- Opening Delimiter -

//! State machine errors.

use thiserror::Error;

#[derive(Error, Debug, Clone, PartialEq, Eq)]
pub enum StateError {
    #[error("state not found: {0}")]
    UnknownState(String),

    #[error("invalid transition: {from} -> {to}")]
    InvalidTransition { from: String, to: String },

    #[error("state machine has no current state; call set_initial_state first")]
    NotInitialized,

    #[error("initial state already set")]
    AlreadyInitialized,

    /// Raised by a state's own update logic.
    #[error("{0}")]
    Failed(String),
}

pub type StateResult<T> = Result<T, StateError>;
//! Collision shape component.
//!
//! A [`Collider`] attaches a [`Shape`] to an entity's
//! [`Transform`](super::transform::Transform). The shape is placed at the
//! transform position plus `offset`: a box by its top-left corner, a circle by
//! its center. Scale and rotation are not applied.
//!
//! Two colliders are tested against each other only when the layer of one is
//! in the mask of the other. Every test starts with an axis-aligned bounds
//! check before the exact shape-pair test. Touching edges count as contact.

use serde::{Deserialize, Serialize};

/// Default collision layer.
pub const DEFAULT_LAYER: u32 = 1;
/// Mask that accepts every layer.
pub const ALL_LAYERS: u32 = u32::MAX;

/// Local collision shape.
#[derive(Clone, Copy, Debug, PartialEq, Serialize, Deserialize)]
#[serde(tag = "type", rename_all = "snake_case")]
pub enum Shape {
    Box { width: f32, height: f32 },
    Circle { radius: f32 },
}

impl Default for Shape {
    fn default() -> Self {
        Shape::Box {
            width: 0.0,
            height: 0.0,
        }
    }
}

/// Axis-aligned bounding box in world space.
#[derive(Clone, Copy, Debug, PartialEq)]
pub struct Bounds {
    pub min_x: f32,
    pub min_y: f32,
    pub max_x: f32,
    pub max_y: f32,
}

impl Bounds {
    pub fn overlaps(&self, other: &Bounds) -> bool {
        !(self.max_x < other.min_x
            || self.min_x > other.max_x
            || self.max_y < other.min_y
            || self.min_y > other.max_y)
    }

    pub fn contains_point(&self, x: f32, y: f32) -> bool {
        x >= self.min_x && x <= self.max_x && y >= self.min_y && y <= self.max_y
    }
}

/// A shape placed in world space.
#[derive(Clone, Copy, Debug, PartialEq)]
pub enum WorldShape {
    /// Box with its corners already normalized.
    Box(Bounds),
    Circle { x: f32, y: f32, radius: f32 },
}

impl WorldShape {
    /// Place a box by its top-left corner. Negative sizes extend left or up.
    pub fn boxed(x: f32, y: f32, width: f32, height: f32) -> Self {
        let (x1, y1) = (x + width, y + height);
        WorldShape::Box(Bounds {
            min_x: x.min(x1),
            min_y: y.min(y1),
            max_x: x.max(x1),
            max_y: y.max(y1),
        })
    }

    pub fn circle(x: f32, y: f32, radius: f32) -> Self {
        WorldShape::Circle {
            x,
            y,
            radius: radius.abs(),
        }
    }

    pub fn bounds(&self) -> Bounds {
        match *self {
            WorldShape::Box(bounds) => bounds,
            WorldShape::Circle { x, y, radius } => Bounds {
                min_x: x - radius,
                min_y: y - radius,
                max_x: x + radius,
                max_y: y + radius,
            },
        }
    }

    pub fn center(&self) -> (f32, f32) {
        match *self {
            WorldShape::Box(b) => ((b.min_x + b.max_x) / 2.0, (b.min_y + b.max_y) / 2.0),
            WorldShape::Circle { x, y, .. } => (x, y),
        }
    }

    pub fn intersects(&self, other: &WorldShape) -> bool {
        if !self.bounds().overlaps(&other.bounds()) {
            return false;
        }
        match (*self, *other) {
            // Bounds of two boxes are the boxes themselves.
            (WorldShape::Box(_), WorldShape::Box(_)) => true,
            (WorldShape::Box(b), WorldShape::Circle { x, y, radius })
            | (WorldShape::Circle { x, y, radius }, WorldShape::Box(b)) => {
                box_circle(&b, x, y, radius)
            }
            (
                WorldShape::Circle { x: ax, y: ay, radius: ar },
                WorldShape::Circle { x: bx, y: by, radius: br },
            ) => {
                let (dx, dy) = (ax - bx, ay - by);
                dx * dx + dy * dy <= (ar + br) * (ar + br)
            }
        }
    }
}

fn box_circle(b: &Bounds, x: f32, y: f32, radius: f32) -> bool {
    let closest_x = x.clamp(b.min_x, b.max_x);
    let closest_y = y.clamp(b.min_y, b.max_y);
    let (dx, dy) = (x - closest_x, y - closest_y);
    dx * dx + dy * dy <= radius * radius
}

/// Collision shape with layer filtering.
///
/// # Fields
/// - `shape` - local shape, see [`Shape`]
/// - `offset_x`, `offset_y` - displacement from the transform position
/// - `layer` - bit set of layers this collider belongs to
/// - `mask` - bit set of layers this collider reacts to
///
/// # Example
/// ```ignore
/// let hull = Collider::boxed(32.0, 16.0).with_offset(-16.0, -8.0).with_layers(0b01, 0b10);
/// ```
#[derive(Clone, Copy, Debug, PartialEq, Serialize, Deserialize)]
#[serde(default)]
pub struct Collider {
    pub shape: Shape,
    pub offset_x: f32,
    pub offset_y: f32,
    pub layer: u32,
    pub mask: u32,
}

impl Default for Collider {
    fn default() -> Self {
        Self {
            shape: Shape::default(),
            offset_x: 0.0,
            offset_y: 0.0,
            layer: DEFAULT_LAYER,
            mask: ALL_LAYERS,
        }
    }
}

impl Collider {
    pub fn boxed(width: f32, height: f32) -> Self {
        Self {
            shape: Shape::Box { width, height },
            ..Self::default()
        }
    }

    pub fn circle(radius: f32) -> Self {
        Self {
            shape: Shape::Circle { radius },
            ..Self::default()
        }
    }

    pub fn with_offset(mut self, x: f32, y: f32) -> Self {
        self.offset_x = x;
        self.offset_y = y;
        self
    }

    pub fn with_layers(mut self, layer: u32, mask: u32) -> Self {
        self.layer = layer;
        self.mask = mask;
        self
    }

    /// `true` if either collider's mask accepts the other's layer.
    pub fn interacts_with(&self, other: &Collider) -> bool {
        self.layer & other.mask != 0 || other.layer & self.mask != 0
    }

    /// The shape placed at an entity position.
    pub fn world_shape(&self, x: f32, y: f32) -> WorldShape {
        let (x, y) = (x + self.offset_x, y + self.offset_y);
        match self.shape {
            Shape::Box { width, height } => WorldShape::boxed(x, y, width, height),
            Shape::Circle { radius } => WorldShape::circle(x, y, radius),
        }
    }
}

- Closing Delimiter -

Once more, write all of the records exactly as given.

__Answer area__.
//! State machine errors.

use thiserror::Error;

#[derive(Error, Debug, Clone, PartialEq, Eq)]
pub enum StateError {
    #[error("state not found: {0}")]
    UnknownState(String),

    #[error("invalid transition: {from} -> {to}")]
    InvalidTransition { from: String, to: String },

    #[error("state machine has no current state; call set_initial_state first")]
    NotInitialized,

    #[error("initial state already set")]
    AlreadyInitialized,

    /// Raised by a state's own update logic.
    #[error("{0}")]
    Failed(String),
}

pub type StateResult<T> = Result<T, StateError>;
//! Collision shape component.
//!
//! A [`Collider`] attaches a [`Shape`] to an entity's
//! [`Transform`](super::transform::Transform). The shape is placed at the
//! transform position plus `offset`: a box by its top-left corner, a circle by
//! its center. Scale and rotation are not applied.
//!
//! Two colliders are tested against each other only when the layer of one is
//! in the mask of the other. Every test starts with an axis-aligned bounds
//! check before the exact shape-pair test. Touching edges count as contact.

use serde::{Deserialize, Serialize};

/// Default collision layer.
pub const DEFAULT_LAYER: u32 = 1;
/// Mask that accepts every layer.
pub const ALL_LAYERS: u32 = u32::MAX;

/// Local collision shape.
#[derive(Clone, Copy, Debug, PartialEq, Serialize, Deserialize)]
#[serde(tag = "type", rename_all = "snake_case")]
pub enum Shape {
    Box { width: f32, height: f32 },
    Circle { radius: f32 },
}

impl Default for Shape {
    fn default() -> Self {
        Shape::Box {
            width: 0.0,
            height: 0.0,
        }
    }
}

/// Axis-aligned bounding box in world space.
#[derive(Clone, Copy, Debug, PartialEq)]
pub struct Bounds {
    pub min_x: f32,
    pub min_y: f32,
    pub max_x: f32,
    pub max_y: f32,
}

impl Bounds {
    pub fn overlaps(&self, other: &Bounds) -> bool {
        !(self.max_x < other.min_x
            || self.min_x > other.max_x
            || self.max_y < other.min_y
            || self.min_y > other.max_y)
    }

    pub fn contains_point(&self, x: f32, y: f32) -> bool {
        x >= self.min_x && x <= self.max_x && y >= self.min_y && y <= self.max_y
    }
}

/// A shape placed in world space.
#[derive(Clone, Copy, Debug, PartialEq)]
pub enum WorldShape {
    /// Box with its corners already normalized.
    Box(Bounds),
    Circle { x: f32, y: f32, radius: f32 },
}

impl WorldShape {
    /// Place a box by its top-left corner. Negative sizes extend left or up.
    pub fn boxed(x: f32, y: f32, width: f32, height: f32) -> Self {
        let (x1, y1) = (x + width, y + height);
        WorldShape::Box(Bounds {
            min_x: x.min(x1),
            min_y: y.min(y1),
            max_x: x.max(x1),
            max_y: y.max(y1),
        })
    }

    pub fn circle(x: f32, y: f32, radius: f32) -> Self {
        WorldShape::Circle {
            x,
            y,
            radius: radius.abs(),
        }
    }

    pub fn bounds(&self) -> Bounds {
        match *self {
            WorldShape::Box(bounds) => bounds,
            WorldShape::Circle { x, y, radius } => Bounds {
                min_x: x - radius,
                min_y: y - radius,
                max_x: x + radius,
                max_y: y + radius,
            },
        }
    }

    pub fn center(&self) -> (f32, f32) {
        match *self {
            WorldShape::Box(b) => ((b.min_x + b.max_x) / 2.0, (b.min_y + b.max_y) / 2.0),
            WorldShape::Circle { x, y, .. } => (x, y),
        }
    }

    pub fn intersects(&self, other: &WorldShape) -> bool {
        if !self.bounds().overlaps(&other.bounds()) {
            return false;
        }
        match (*self, *other) {
            // Bounds of two boxes are the boxes themselves.
            (WorldShape::Box(_), WorldShape::Box(_)) => true,
            (WorldShape::Box(b), WorldShape::Circle { x, y, radius })
            | (WorldShape::Circle { x, y, radius }, WorldShape::Box(b)) => {
                box_circle(&b, x, y, radius)
            }
            (
                WorldShape::Circle { x: ax, y: ay, radius: ar },
                WorldShape::Circle { x: bx, y: by, radius: br },
            ) => {
                let (dx, dy) = (ax - bx, ay - by);
                dx * dx + dy * dy <= (ar + br) * (ar + br)
            }
        }
    }
}

fn box_circle(b: &Bounds, x: f32, y: f32, radius: f32) -> bool {
    let closest_x = x.clamp(b.min_x, b.max_x);
    let closest_y = y.clamp(b.min_y, b.max_y);
    let (dx, dy) = (x - closest_x, y - closest_y);
    dx * dx + dy * dy <= radius * radius
}

/// Collision shape with layer filtering.
///
/// # Fields
/// - `shape` - local shape, see [`Shape`]
/// - `offset_x`, `offset_y` - displacement from the transform position
/// - `layer` - bit set of layers this collider belongs to
/// - `mask` - bit set of layers this collider reacts to
///
/// # Example
/// ```ignore
/// let hull = Collider::boxed(32.0, 16.0).with_offset(-16.0, -8.0).with_layers(0b01, 0b10);
/// ```
#[derive(Clone, Copy, Debug, PartialEq, Serialize, Deserialize)]
#[serde(default)]
pub struct Collider {
    pub shape: Shape,
    pub offset_x: f32,
    pub offset_y: f32,
    pub layer: u32,
    pub mask: u32,
}

impl Default for Collider {
    fn default() -> Self {
        Self {
            shape: Shape::default(),
            offset_x: 0.0,
            offset_y: 0.0,
            layer: DEFAULT_LAYER,
            mask: ALL_LAYERS,
        }
    }
}

impl Collider {
    pub fn boxed(width: f32, height: f32) -> Self {
        Self {
            shape: Shape::Box { width, height },
            ..Self::default()
        }
    }

    pub fn circle(radius: f32) -> Self {
        Self {
            shape: Shape::Circle { radius },
            ..Self::default()
        }
    }

    pub fn with_offset(mut self, x: f32, y: f32) -> Self {
        self.offset_x = x;
        self.offset_y = y;
        self
    }

    pub fn with_layers(mut self, layer: u32, mask: u32) -> Self {
        self.layer = layer;
        self.mask = mask;
        self
    }

    /// `true` if either collider's mask accepts the other's layer.
    pub fn interacts_with(&self, other: &Collider) -> bool {
        self.layer & other.mask != 0 || other.layer & self.mask != 0
    }

    /// The shape placed at an entity position.
    pub fn world_shape(&self, x: f32, y: f32) -> WorldShape {
        let (x, y) = (x + self.offset_x, y + self.offset_y);
        match self.shape {
            Shape::Box { width, height } => WorldShape::boxed(x, y, width, height),
            Shape::Circle { radius } => WorldShape::circle(x, y, radius),
        }
    }
}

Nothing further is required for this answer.